Les économistes interrogés par BFM Business estiment que Pékin pourrait être contraint d’annoncer de nouvelles mesures de relance dans les semaines à venir, au-delà des baisses de taux déjà opérées. Une réduction des taux d’intérêt sur les prêts hypothécaires ou une augmentation des dépenses d’infrastructure sont évoquées comme des leviers possibles pour soutenir la demande intérieure avant l’été.
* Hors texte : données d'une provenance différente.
//! Mutation reconciler: user actions in, platform calls out.
//!
//! The platform is the source of truth. After every successful tag edit the
//! view is rebuilt from a fresh read; after any failure it is rebuilt from
//! whatever the platform now reports, and left at the last good state when
//! even that read fails.

use crate::config::AppConfig;
use crate::flatten::Flattener;
use crate::picker::PickerChoice;
use crate::state::ViewState;
use crate::undo::{PendingDeletion, UndoBuffer};
use providers::{BookmarkPlatform, PlatformOp, ProviderError, TreeNode};
use std::sync::Arc;
use std::time::Duration;
use thiserror::Error;
use tracing::{debug, info, warn};

#[derive(Debug, Error)]
pub enum ReconcileError {
    #[error("invalid request: {0}")]
    InvalidRequest(String),
    #[error("unknown bookmark: {0}")]
    UnknownBookmark(String),
    #[error(transparent)]
    External(#[from] ProviderError),
}

#[derive(Debug, Clone, PartialEq, Eq)]
pub enum Outcome {
    Applied,
    /// Done, but not as asked; the view was resynced from the platform.
    Conflict(String),
    /// Nothing to do.
    Noop,
}

pub struct Reconciler {
    platform: Arc<dyn BookmarkPlatform>,
    flattener: Flattener,
    root_id: String,
    view: ViewState,
    undo: UndoBuffer,
}

impl Reconciler {
    pub fn new(
        platform: Arc<dyn BookmarkPlatform>,
        flattener: Flattener,
        root_id: &str,
        undo_window: Duration,
    ) -> Self {
        Self {
            platform,
            flattener,
            root_id: root_id.to_string(),
            view: ViewState::default(),
            undo: UndoBuffer::new(undo_window),
        }
    }

    pub fn from_config(platform: Arc<dyn BookmarkPlatform>, cfg: &AppConfig) -> Self {
        Self::new(
            platform,
            Flattener::from_config(cfg),
            &cfg.platform.root_id,
            Duration::from_secs(cfg.undo.window_secs),
        )
    }

    pub fn view(&self) -> &ViewState {
        &self.view
    }

    /// Search text and tag selection live here; they never touch the platform.
    pub fn view_mut(&mut self) -> &mut ViewState {
        &mut self.view
    }

    pub fn root_id(&self) -> &str {
        &self.root_id
    }

    pub fn undo_window(&self) -> Duration {
        self.undo.window()
    }

    pub async fn pending_deletion(&self) -> Option<PendingDeletion> {
        self.undo.pending().await
    }

    /// Full re-flatten from the platform.
    pub async fn reload(&mut self) -> Result<(), ReconcileError> {
        let tree = match self.platform.read_tree().await {
            Ok(tree) => tree,
            Err(err) => {
                warn!(error = %err, "reading bookmark tree failed, keeping last known view");
                return Err(err.into());
            }
        };
        let flattened = self.flattener.flatten(&tree);
        if !flattened.malformed.is_empty() {
            warn!(count = flattened.malformed.len(), "bookmarks with malformed urls");
        }
        debug!(
            bookmarks = flattened.bookmarks.len(),
            tags = flattened.vocabulary.len(),
            "view rebuilt"
        );
        self.view.replace(flattened);
        Ok(())
    }

    /// Removes the bookmark from the view at once and from the platform,
    /// keeping a snapshot for [`Reconciler::undo_delete`]. The undo slot is
    /// only armed once the platform confirms the removal.
    pub async fn delete_bookmark(&mut self, id: &str) -> Result<Outcome, ReconcileError> {
        let record = self
            .view
            .remove(id)
            .ok_or_else(|| ReconcileError::UnknownBookmark(id.to_string()))?;
        if let Err(err) = self.platform.remove_node(id).await {
            // Restored first so a failed resync still shows the bookmark.
            self.view.insert(record);
            return Err(self.resync_after(PlatformOp::RemoveNode, id, err).await);
        }
        info!(id, "bookmark removed");
        if let Some(forfeited) = self.undo.arm(PendingDeletion::of(record)).await {
            debug!(id = %forfeited.record.id, "previous deletion can no longer be undone");
        }
        Ok(Outcome::Applied)
    }

    /// Recreates the pending deletion. The slot is cleared only after the
    /// platform accepts the bookmark, so a failed attempt can be retried
    /// within what is left of the window.
    pub async fn undo_delete(&mut self) -> Result<Outcome, ReconcileError> {
        let Some(pending) = self.undo.pending().await else {
            return Ok(Outcome::Noop);
        };
        let original = if pending.original_parent_id.is_empty() {
            self.root_id.clone()
        } else {
            pending.original_parent_id.clone()
        };
        let (title, url) = (pending.record.title.as_str(), pending.record.url.as_str());

        let (new_id, parent) = match self.platform.create_bookmark(&original, title, url).await {
            Ok(id) => (id, original.clone()),
            Err(ProviderError::NotFound(_)) if original != self.root_id => {
                warn!(parent = %original, "original folder is gone, restoring to root container");
                match self.platform.create_bookmark(&self.root_id, title, url).await {
                    Ok(id) => (id, self.root_id.clone()),
                    Err(err) => {
                        let target = self.root_id.clone();
                        return Err(self.resync_after(PlatformOp::CreateBookmark, &target, err).await);
                    }
                }
            }
            Err(err) => {
                return Err(self.resync_after(PlatformOp::CreateBookmark, &original, err).await);
            }
        };
        self.undo.take().await;

        info!(old = %pending.record.id, new = %new_id, parent = %parent, "bookmark restored");
        let mut restored = pending.record;
        restored.id = new_id;
        restored.parent_id = parent.clone();
        self.view.insert(restored);

        if parent != original {
            // Snapshot tags no longer match where the bookmark landed.
            let _ = self.reload().await;
            return Ok(Outcome::Conflict(format!(
                "folder {original} no longer exists, restored to {parent}"
            )));
        }
        Ok(Outcome::Applied)
    }

    /// Toggles `tag` on the bookmark. Removing a tag moves the bookmark to the
    /// root container, which drops every folder-derived tag at once.
    pub async fn assign_tag(&mut self, id: &str, tag: &str) -> Result<Outcome, ReconcileError> {
        let record = self
            .view
            .find(id)
            .cloned()
            .ok_or_else(|| ReconcileError::UnknownBookmark(id.to_string()))?;

        if !record.has_tag(tag) {
            self.check_tag_name(tag)?;
        }

        if record.has_tag(tag) {
            let root = self.root_id.clone();
            if let Err(err) = self.platform.move_node(id, &root).await {
                return Err(self.resync_after(PlatformOp::MoveNode, id, err).await);
            }
            info!(id, tag, "tag removed, bookmark moved to root container");
        } else {
            let folder = match self.ensure_tag_folder(tag).await {
                Ok(folder) => folder,
                Err((op, err)) => return Err(self.resync_after(op, tag, err).await),
            };
            if let Err(err) = self.platform.move_node(id, &folder).await {
                return Err(self.resync_after(PlatformOp::MoveNode, id, err).await);
            }
            info!(id, tag, folder = %folder, "tag assigned");
        }

        self.reload().await?;
        Ok(Outcome::Applied)
    }

    /// New top-level folder named `name`, with the bookmark moved into it.
    /// Existing names belong to [`Reconciler::assign_tag`].
    pub async fn create_tag(&mut self, id: &str, name: &str) -> Result<Outcome, ReconcileError> {
        let name = name.trim();
        self.check_tag_name(name)?;
        if self.view.vocabulary().contains(name) {
            return Err(ReconcileError::InvalidRequest(format!(
                "tag {name:?} already exists"
            )));
        }
        if self.view.find(id).is_none() {
            return Err(ReconcileError::UnknownBookmark(id.to_string()));
        }

        let root = self.root_id.clone();
        let folder = match self.platform.create_folder(&root, name).await {
            Ok(folder) => folder,
            Err(err) => return Err(self.resync_after(PlatformOp::CreateFolder, name, err).await),
        };
        if let Err(err) = self.platform.move_node(id, &folder).await {
            return Err(self.resync_after(PlatformOp::MoveNode, id, err).await);
        }
        info!(id, tag = name, folder = %folder, "tag created");

        self.reload().await?;
        Ok(Outcome::Applied)
    }

    /// Applies what the user picked in a tag popover.
    pub async fn apply_choice(
        &mut self,
        id: &str,
        choice: PickerChoice,
    ) -> Result<Outcome, ReconcileError> {
        match choice {
            PickerChoice::Select(tag) => self.assign_tag(id, &tag).await,
            PickerChoice::Create(name) => self.create_tag(id, &name).await,
        }
    }

    /// Folder names the flattener skips would never show up as tags.
    fn check_tag_name(&self, name: &str) -> Result<(), ReconcileError> {
        if name.trim().is_empty() {
            return Err(ReconcileError::InvalidRequest("tag name is empty".into()));
        }
        if !self.flattener.filter().keeps(name) {
            return Err(ReconcileError::InvalidRequest(format!(
                "{name:?} is a container name and cannot be used as a tag"
            )));
        }
        Ok(())
    }

    /// Reuses a top-level folder titled `tag`, creating one when absent.
    async fn ensure_tag_folder(&self, tag: &str) -> Result<String, (PlatformOp, ProviderError)> {
        let tree = self
            .platform
            .read_tree()
            .await
            .map_err(|e| (PlatformOp::ReadTree, e))?;
        let container = find_node(&tree, &self.root_id).ok_or_else(|| {
            (
                PlatformOp::ReadTree,
                ProviderError::NotFound(self.root_id.clone()),
            )
        })?;
        if let Some(existing) = container
            .children
            .iter()
            .find(|c| c.is_folder() && c.title == tag)
        {
            return Ok(existing.id.clone());
        }
        self.platform
            .create_folder(&self.root_id, tag)
            .await
            .map_err(|e| (PlatformOp::CreateFolder, e))
    }

    async fn resync_after(
        &mut self,
        op: PlatformOp,
        target: &str,
        err: ProviderError,
    ) -> ReconcileError {
        warn!(%op, subject = target, error = %err, "platform call failed, resyncing view");
        // A failed read is logged inside reload and leaves the view as it was.
        let _ = self.reload().await;
        err.into()
    }
}

fn find_node<'a>(node: &'a TreeNode, id: &str) -> Option<&'a TreeNode> {
    if node.id == id {
        return Some(node);
    }
    node.children.iter().find_map(|c| find_node(c, id))
}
Des perspectives contrastées pour le second semestre
Malgré ce coup de frein, certains observateurs restent prudents. La base de comparaison avec 2022, année marquée par des confinements sévères, rend les variations annuelles moins parlantes. En mai 2022, les ventes au détail avaient chuté de 6,7 %, ce qui signifie que la progression de 3,7 % enregistrée ce mois-ci intervient sur une base très basse. Par ailleurs, le secteur des services numériques et du e-commerce continue de progresser, avec une hausse de 8,2 % des ventes en ligne en mai. Le géant chinois Alibaba a d’ailleurs vu son chiffre d’affaires du commerce électronique augmenter de 12 % sur la période, porté par les promotions du « 618 Shopping Festival ».
Néanmoins, le moral des ménages reste fragile. L’indice de confiance des consommateurs, publié par l’Université de Pékin, s’est établi à 94,5 points en mai, contre 96,2 en avril, sous le seuil des 100 points qui sépare l’optimisme du pessimisme. Les autorités chinoises devront donc conjuguer prudence budgétaire et soutien à la demande pour éviter que ce ralentissement ne se transforme en récession. La Banque populaire de Chine pourrait ainsi abaisser son taux préférentiel à un an dès le mois de juillet, selon les spéculations des marchés.
Conclusion
Le ralentissement des ventes au détail en Chine en mai constitue un avertissement sérieux pour les investisseurs et les décideurs politiques. Si la consommation reste le maillon faible de la reprise, les autorités disposent encore de marges de manœuvre pour agir, notamment par des baisses de taux et des mesures de soutien ciblées. L’évolution de cet indicateur dans les prochains mois sera scrutée de près, car elle déterminera en grande partie la trajectoire de la croissance chinoise pour le reste de l’année. Dans un contexte mondial marqué par l’incertitude commerciale et les tensions géopolitiques, la capacité de Pékin à relancer la demande intérieure sera cruciale pour éviter une nouvelle dégradation de la conjoncture économique.